On Wed, Feb 28, 2024, Paolo Bonzini wrote:
> On Wed, Feb 28, 2024 at 2:25 AM Sean Christopherson <seanjc@...gle.com> wrote:
> > > Michael Roth (2):
> > >   KVM: x86: Add gmem hook for invalidating memory
> > >   KVM: x86: Add gmem hook for determining max NPT mapping level
> > >
> > > Paolo Bonzini (6):
> > >   KVM: x86/mmu: pass error code back to MMU when async pf is ready
> > >   KVM: x86/mmu: Use PFERR_GUEST_ENC_MASK to indicate fault is private
> >
> > This doesn't work.  The ENC flag gets set on any SNP *capable* CPU, which results
> > in false positives for SEV and SEV-ES guests[*].
> 
> You didn't look at the patch did you? :)

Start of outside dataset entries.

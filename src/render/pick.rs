//! Pointer picking
//!
//! Unprojects a pointer position through the inverse view-projection into a
//! world-space ray and slab-tests it against the current bounds of every
//! visible room. The nearest entry point wins. Pure: nothing in the scene or
//! camera is touched, so the same query serves hover and click.

use crate::catalog::RoomId;
use crate::render::camera::{OrbitCamera, Viewport};
use crate::scene::{Aabb, SceneGraph};
use glam::{Vec2, Vec3, Vec4};

#[derive(Debug, Clone, Copy, PartialEq)]
pub struct Ray {
    pub origin: Vec3,
    pub dir: Vec3,
}

#[derive(Debug, Clone, PartialEq)]
pub struct PickHit {
    pub room_id: RoomId,
    /// Ray parameter of the entry point, in world units.
    pub distance: f32,
}

pub fn screen_to_ray(screen: Vec2, viewport: &Viewport, camera: &OrbitCamera) -> Ray {
    let ndc = viewport.to_ndc(screen);
    let inv_vp = camera.view_proj().inverse();
    let near4 = inv_vp * Vec4::new(ndc.x, ndc.y, 0.0, 1.0);
    let far4 = inv_vp * Vec4::new(ndc.x, ndc.y, 1.0, 1.0);
    let near = near4.truncate() / near4.w;
    let far = far4.truncate() / far4.w;
    Ray {
        origin: near,
        dir: (far - near).normalize_or_zero(),
    }
}

pub fn ray_aabb(ray: &Ray, aabb: &Aabb) -> Option<f32> {
    let t1 = (aabb.min - ray.origin) / ray.dir;
    let t2 = (aabb.max - ray.origin) / ray.dir;
    let tmin = t1.min(t2);
    let tmax = t1.max(t2);
    let enter = tmin.max_element();
    let exit = tmax.min_element();
    if exit >= enter.max(0.0) {
        Some(enter.max(0.0))
    } else {
        None
    }
}

/// Nearest visible room under `screen`, if any.
pub fn pick(
    screen: Vec2,
    viewport: &Viewport,
    camera: &OrbitCamera,
    scene: &SceneGraph,
) -> Option<PickHit> {
    if !viewport.contains(screen) {
        return None;
    }
    let ray = screen_to_ray(screen, viewport, camera);
    if ray.dir == Vec3::ZERO {
        return None;
    }

    let mut closest: Option<PickHit> = None;
    for node in scene.visible_nodes() {
        if let Some(t) = ray_aabb(&ray, &node.aabb()) {
            if closest.as_ref().map_or(true, |hit| t < hit.distance) {
                closest = Some(PickHit {
                    room_id: node.room_id.clone(),
                    distance: t,
                });
            }
        }
    }
    closest
}
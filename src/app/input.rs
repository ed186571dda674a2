use glam::Vec2;
use winit::event::MouseScrollDelta;

/// Pointer travel (logical px) beyond which a press becomes a drag.
const CLICK_SLOP: f32 = 4.0;

#[derive(Debug, Clone, Copy, PartialEq)]
pub enum PointerAction {
    None,
    Hover(Vec2),
    Drag(Vec2),
}

/// Left-button pointer state: separates clicks (select) from drags (orbit).
#[derive(Debug, Clone, Copy)]
pub struct PointerInput {
    position: Option<Vec2>,
    pressed_at: Option<Vec2>,
    dragging: bool,
    attached: bool,
}

impl Default for PointerInput {
    fn default() -> Self {
        Self {
            position: None,
            pressed_at: None,
            dragging: false,
            attached: true,
        }
    }
}

impl PointerInput {
    pub fn is_dragging(&self) -> bool {
        self.dragging
    }

    pub fn moved(&mut self, to: Vec2) -> PointerAction {
        if !self.attached {
            return PointerAction::None;
        }
        let from = self.position.replace(to);
        match (self.pressed_at, from) {
            (Some(origin), Some(from)) => {
                if !self.dragging && origin.distance(to) > CLICK_SLOP {
                    self.dragging = true;
                }
                if self.dragging {
                    PointerAction::Drag(to - from)
                } else {
                    PointerAction::None
                }
            }
            _ => PointerAction::Hover(to),
        }
    }

    pub fn pressed(&mut self) {
        if self.attached {
            self.pressed_at = self.position;
            self.dragging = false;
        }
    }

    /// Returns the click position when the press never turned into a drag.
    pub fn released(&mut self) -> Option<Vec2> {
        let origin = self.pressed_at.take();
        let was_drag = std::mem::replace(&mut self.dragging, false);
        if !self.attached || was_drag {
            return None;
        }
        origin.and(self.position)
    }

    pub fn left(&mut self) {
        self.position = None;
        self.pressed_at = None;
        self.dragging = false;
    }

    /// Stops reacting to pointer events for good.
    pub fn detach(&mut self) {
        self.left();
        self.attached = false;
    }
}

/// Wheel delta in "steps", positive zooms in.
pub fn scroll_steps(delta: MouseScrollDelta) -> f32 {
    match delta {
        MouseScrollDelta::LineDelta(_, y) => y,
        MouseScrollDelta::PixelDelta(pos) => pos.y as f32 * 0.01,
    }
}

#[cfg(test)]
mod tests {
    use super::*;

    #[test]
    fn press_release_in_place_is_a_click() {
        let mut pointer = PointerInput::default();
        assert_eq!(
            pointer.moved(Vec2::new(10.0, 10.0)),
            PointerAction::Hover(Vec2::new(10.0, 10.0))
        );
        pointer.pressed();
        assert_eq!(pointer.moved(Vec2::new(12.0, 11.0)), PointerAction::None);
        assert_eq!(pointer.released(), Some(Vec2::new(12.0, 11.0)));
    }

    #[test]
    fn travel_beyond_slop_is_a_drag() {
        let mut pointer = PointerInput::default();
        pointer.moved(Vec2::new(0.0, 0.0));
        pointer.pressed();
        assert_eq!(
            pointer.moved(Vec2::new(10.0, 0.0)),
            PointerAction::Drag(Vec2::new(10.0, 0.0))
        );
        assert_eq!(
            pointer.moved(Vec2::new(15.0, 2.0)),
            PointerAction::Drag(Vec2::new(5.0, 2.0))
        );
        assert!(pointer.is_dragging());
        assert_eq!(pointer.released(), None);
        assert!(!pointer.is_dragging());
    }

    #[test]
    fn detached_pointer_ignores_everything() {
        let mut pointer = PointerInput::default();
        pointer.moved(Vec2::new(5.0, 5.0));
        pointer.detach();
        assert_eq!(pointer.moved(Vec2::new(6.0, 6.0)), PointerAction::None);
        pointer.pressed();
        assert_eq!(pointer.released(), None);
        assert!(!pointer.is_dragging());
    }

    #[test]
    fn wheel_deltas_normalise() {
        assert_eq!(scroll_steps(MouseScrollDelta::LineDelta(0.0, 2.0)), 2.0);
        assert_eq!(
            scroll_steps(MouseScrollDelta::PixelDelta(
                winit::dpi::PhysicalPosition::new(0.0, -50.0)
            )),
            -0.5
        );
    }
}
pub mod modal;

use crate::catalog::Floor;
use crate::scene::controller::{FloorFilter, ViewState};

/// Something the user asked for through the control panel.
#[derive(Debug, Clone, Copy, PartialEq)]
pub enum UiAction {
    SetFloor(FloorFilter),
    SetExplode(f32),
    OpenSiteView,
}

pub struct UiState {
    explode: f32,
    status: Option<String>,
}

impl Default for UiState {
    fn default() -> Self {
        Self::new()
    }
}

impl UiState {
    pub fn new() -> Self {
        Self {
            explode: 0.0,
            status: None,
        }
    }

    pub fn set_status(&mut self, status: impl Into<String>) {
        self.status = Some(status.into());
    }

    pub fn clear_status(&mut self) {
        self.status = None;
    }

    pub fn status(&self) -> Option<&str> {
        self.status.as_deref()
    }

    /// Floor buttons, explode slider and the site view button.
    pub fn show_controls(
        &mut self,
        ctx: &egui::Context,
        state: &ViewState,
        floors: &[Floor],
    ) -> Vec<UiAction> {
        let mut actions = Vec::new();
        self.explode = state.explode_amount;

        egui::Area::new(egui::Id::new("viewer_controls"))
            .anchor(egui::Align2::LEFT_TOP, egui::vec2(12.0, 12.0))
            .show(ctx, |ui| {
                egui::Frame::popup(ui.style()).show(ui, |ui| {
                    ui.horizontal(|ui| {
                        ui.label("Floor");
                        for filter in floor_choices(floors) {
                            if ui
                                .selectable_label(state.floor_filter == filter, filter.label())
                                .clicked()
                            {
                                actions.push(UiAction::SetFloor(filter));
                            }
                        }
                    });
                    let slider = egui::Slider::new(&mut self.explode, 0.0..=1.0)
                        .step_by(0.01)
                        .text("Explode");
                    if ui.add(slider).changed() {
                        actions.push(UiAction::SetExplode(self.explode));
                    }
                    if ui.button("Site View").clicked() {
                        actions.push(UiAction::OpenSiteView);
                    }
                    if let Some(status) = self.status() {
                        ui.colored_label(egui::Color32::LIGHT_RED, status);
                    }
                });
            });

        egui::Area::new(egui::Id::new("viewer_instructions"))
            .anchor(egui::Align2::RIGHT_BOTTOM, egui::vec2(-12.0, -12.0))
            .interactable(false)
            .show(ctx, |ui| {
                ui.label(
                    egui::RichText::new(
                        "Drag to rotate\nScroll to zoom\nClick room to view photos",
                    )
                    .small()
                    .color(egui::Color32::from_gray(200)),
                );
            });

        actions
    }

    pub fn show_loading(&self, ctx: &egui::Context) {
        egui::CentralPanel::default().show(ctx, |ui| {
            ui.centered_and_justified(|ui| {
                ui.horizontal(|ui| {
                    ui.spinner();
                    ui.label("Loading 3D viewer...");
                });
            });
        });
    }
}

pub fn floor_choices(floors: &[Floor]) -> Vec<FloorFilter> {
    std::iter::once(FloorFilter::All)
        .chain(floors.iter().copied().map(FloorFilter::Floor))
        .collect()
}

#[cfg(test)]
mod tests {
    use super::*;

    #[test]
    fn floor_choices_start_with_all() {
        let choices = floor_choices(&[Floor::GROUND, Floor::UPPER]);
        assert_eq!(
            choices,
            vec![
                FloorFilter::All,
                FloorFilter::Floor(Floor::GROUND),
                FloorFilter::Floor(Floor::UPPER)
            ]
        );
        assert_eq!(choices[2].label(), "Floor 2");
        assert_eq!(floor_choices(&[]), vec![FloorFilter::All]);
    }

    #[test]
    fn controls_report_nothing_without_input() {
        let ctx = egui::Context::default();
        let mut ui = UiState::new();
        let state = ViewState::default();
        let mut actions = Vec::new();
        let _ = ctx.run(egui::RawInput::default(), |ctx| {
            actions = ui.show_controls(ctx, &state, &[Floor::GROUND, Floor::UPPER]);
        });
        assert!(actions.is_empty());
    }

    #[test]
    fn status_round_trip() {
        let mut ui = UiState::new();
        assert!(ui.status().is_none());
        ui.set_status("Catalog reload failed");
        assert_eq!(ui.status(), Some("Catalog reload failed"));
        ui.clear_status();
        assert!(ui.status().is_none());
    }
}
use crate::catalog::Rgb;
use std::path::{Path, PathBuf};

pub const CONFIG_ENV: &str = "DOLLHOUSE_CONFIG";

#[derive(Debug, thiserror::Error)]
pub enum ConfigError {
    #[error("IO error reading {path}: {source}")]
    Io {
        path: PathBuf,
        #[source]
        source: std::io::Error,
    },
    #[error("JSON error in {path}: {source}")]
    Json {
        path: PathBuf,
        #[source]
        source: serde_json::Error,
    },
    #[error("invalid setting {field}: {reason}")]
    Invalid { field: &'static str, reason: String },
}

#[derive(Debug, Clone, PartialEq, serde::Serialize, serde::Deserialize)]
#[serde(default)]
pub struct CameraConfig {
    pub fov_y_deg: f32,
    pub near: f32,
    pub far: f32,
    pub eye: [f32; 3],
    pub target: [f32; 3],
    /// Fraction of the remaining orbit delta applied per frame.
    pub damping: f32,
    pub min_distance: f32,
    pub max_distance: f32,
    pub max_polar_angle: f32,
    pub rotate_speed: f32,
    pub zoom_speed: f32,
}

impl Default for CameraConfig {
    fn default() -> Self {
        Self {
            fov_y_deg: 45.0,
            near: 0.1,
            far: 1000.0,
            eye: [15.0, 15.0, 15.0],
            target: [4.0, 2.0, 3.0],
            damping: 0.05,
            min_distance: 8.0,
            max_distance: 40.0,
            max_polar_angle: std::f32::consts::FRAC_PI_2 - 0.1,
            rotate_speed: 0.005,
            zoom_speed: 0.1,
        }
    }
}

/// Layout, animation and camera constants for the viewer.
#[derive(Debug, Clone, PartialEq, serde::Serialize, serde::Deserialize)]
#[serde(default)]
pub struct ViewerConfig {
    pub floor_height: f32,
    pub room_height: f32,
    pub explode_scale: f32,
    pub floor_separation: f32,
    pub label_offset: f32,
    pub room_opacity: f32,
    pub hover_bob_amplitude: f32,
    pub hover_bob_speed: f32,
    pub hover_emissive: Rgb,
    pub ground_size: f32,
    pub ground_color: Rgb,
    pub background_color: Rgb,
    pub min_swipe_distance: f32,
    /// Longest photo edge in pixels; larger photos are downscaled on decode.
    pub max_photo_side: u32,
    pub camera: CameraConfig,
    pub asset_root: PathBuf,
    pub catalog_path: Option<PathBuf>,
}

impl Default for ViewerConfig {
    fn default() -> Self {
        Self {
            floor_height: 1.5,
            room_height: 0.8,
            explode_scale: 2.0,
            floor_separation: 1.5,
            label_offset: 0.6,
            room_opacity: 0.85,
            hover_bob_amplitude: 0.05,
            hover_bob_speed: 2.0,
            hover_emissive: Rgb([0x44, 0x44, 0x44]),
            ground_size: 20.0,
            ground_color: Rgb([0x2d, 0x37, 0x48]),
            background_color: Rgb([0x1a, 0x1a, 0x2e]),
            min_swipe_distance: 50.0,
            max_photo_side: 4096,
            camera: CameraConfig::default(),
            asset_root: PathBuf::from("assets"),
            catalog_path: None,
        }
    }
}

impl ViewerConfig {
    /// Reads the file named by `DOLLHOUSE_CONFIG`, or falls back to defaults.
    pub fn from_env() -> Result<Self, ConfigError> {
        match std::env::var_os(CONFIG_ENV) {
            Some(path) => Self::load(Path::new(&path)),
            None => Ok(Self::default()),
        }
    }

    pub fn load(path: &Path) -> Result<Self, ConfigError> {
        let json = std::fs::read_to_string(path).map_err(|source| ConfigError::Io {
            path: path.to_path_buf(),
            source,
        })?;
        let config: Self = serde_json::from_str(&json).map_err(|source| ConfigError::Json {
            path: path.to_path_buf(),
            source,
        })?;
        config.validate()?;
        Ok(config)
    }

    pub fn validate(&self) -> Result<(), ConfigError> {
        let positive = [
            ("floor_height", self.floor_height),
            ("room_height", self.room_height),
            ("ground_size", self.ground_size),
            ("camera.near", self.camera.near),
            ("camera.min_distance", self.camera.min_distance),
        ];
        for (field, value) in positive {
            if !(value.is_finite() && value > 0.0) {
                return Err(ConfigError::Invalid {
                    field,
                    reason: format!("must be positive, got {value}"),
                });
            }
        }
        if self.max_photo_side == 0 {
            return Err(ConfigError::Invalid {
                field: "max_photo_side",
                reason: "must be positive".to_string(),
            });
        }
        if !(0.0..=1.0).contains(&self.room_opacity) {
            return Err(ConfigError::Invalid {
                field: "room_opacity",
                reason: format!("must be within 0..=1, got {}", self.room_opacity),
            });
        }
        if self.camera.far <= self.camera.near {
            return Err(ConfigError::Invalid {
                field: "camera.far",
                reason: "must exceed camera.near".to_string(),
            });
        }
        if self.camera.max_distance < self.camera.min_distance {
            return Err(ConfigError::Invalid {
                field: "camera.max_distance",
                reason: "must not be below camera.min_distance".to_string(),
            });
        }
        Ok(())
    }
}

Guilty, sort of.  I looked (and tested) the patch from the TDX series, but I didn't
look at what you postd.  But it's a moot point, because now I did look at what you
posted, and it's still broken :-)

> It does check for has_private_mem (alternatively I could have dropped the bit
> in SVM code for SEV and SEV-ES guests).

The problem isn't with *KVM* setting the bit, it's with *hardware* setting the
bit for SEV and SEV-ES guests.  That results in this:

  .is_private = vcpu->kvm->arch.has_private_mem && (err & PFERR_GUEST_ENC_MASK),

marking the fault as private.  Which, in a vacuum, isn't technically wrong, since
from hardware's perspective the vCPU access was "private".  But from KVM's
perspective, SEV and SEV-ES guests don't have private memory, they have memory
that can be *encrypted*, and marking the access as "private" results in violations
of KVM's rules for private memory.  Specifically, it results in KVM triggering
emulated MMIO for faults that are marked private, which we want to disallow for
SNP and TDX.

And because the flag only gets set on SNP capable hardware (in my limited testing
of a whole two systems), running the same VM on different hardware would result
in faults being marked private on one system, but not the other.  Which means that
KVM can't rely on the flag being set for SEV or SEV-ES guests, i.e. we can't
retroactively enforce anything (not to mention that that might break existing VMs).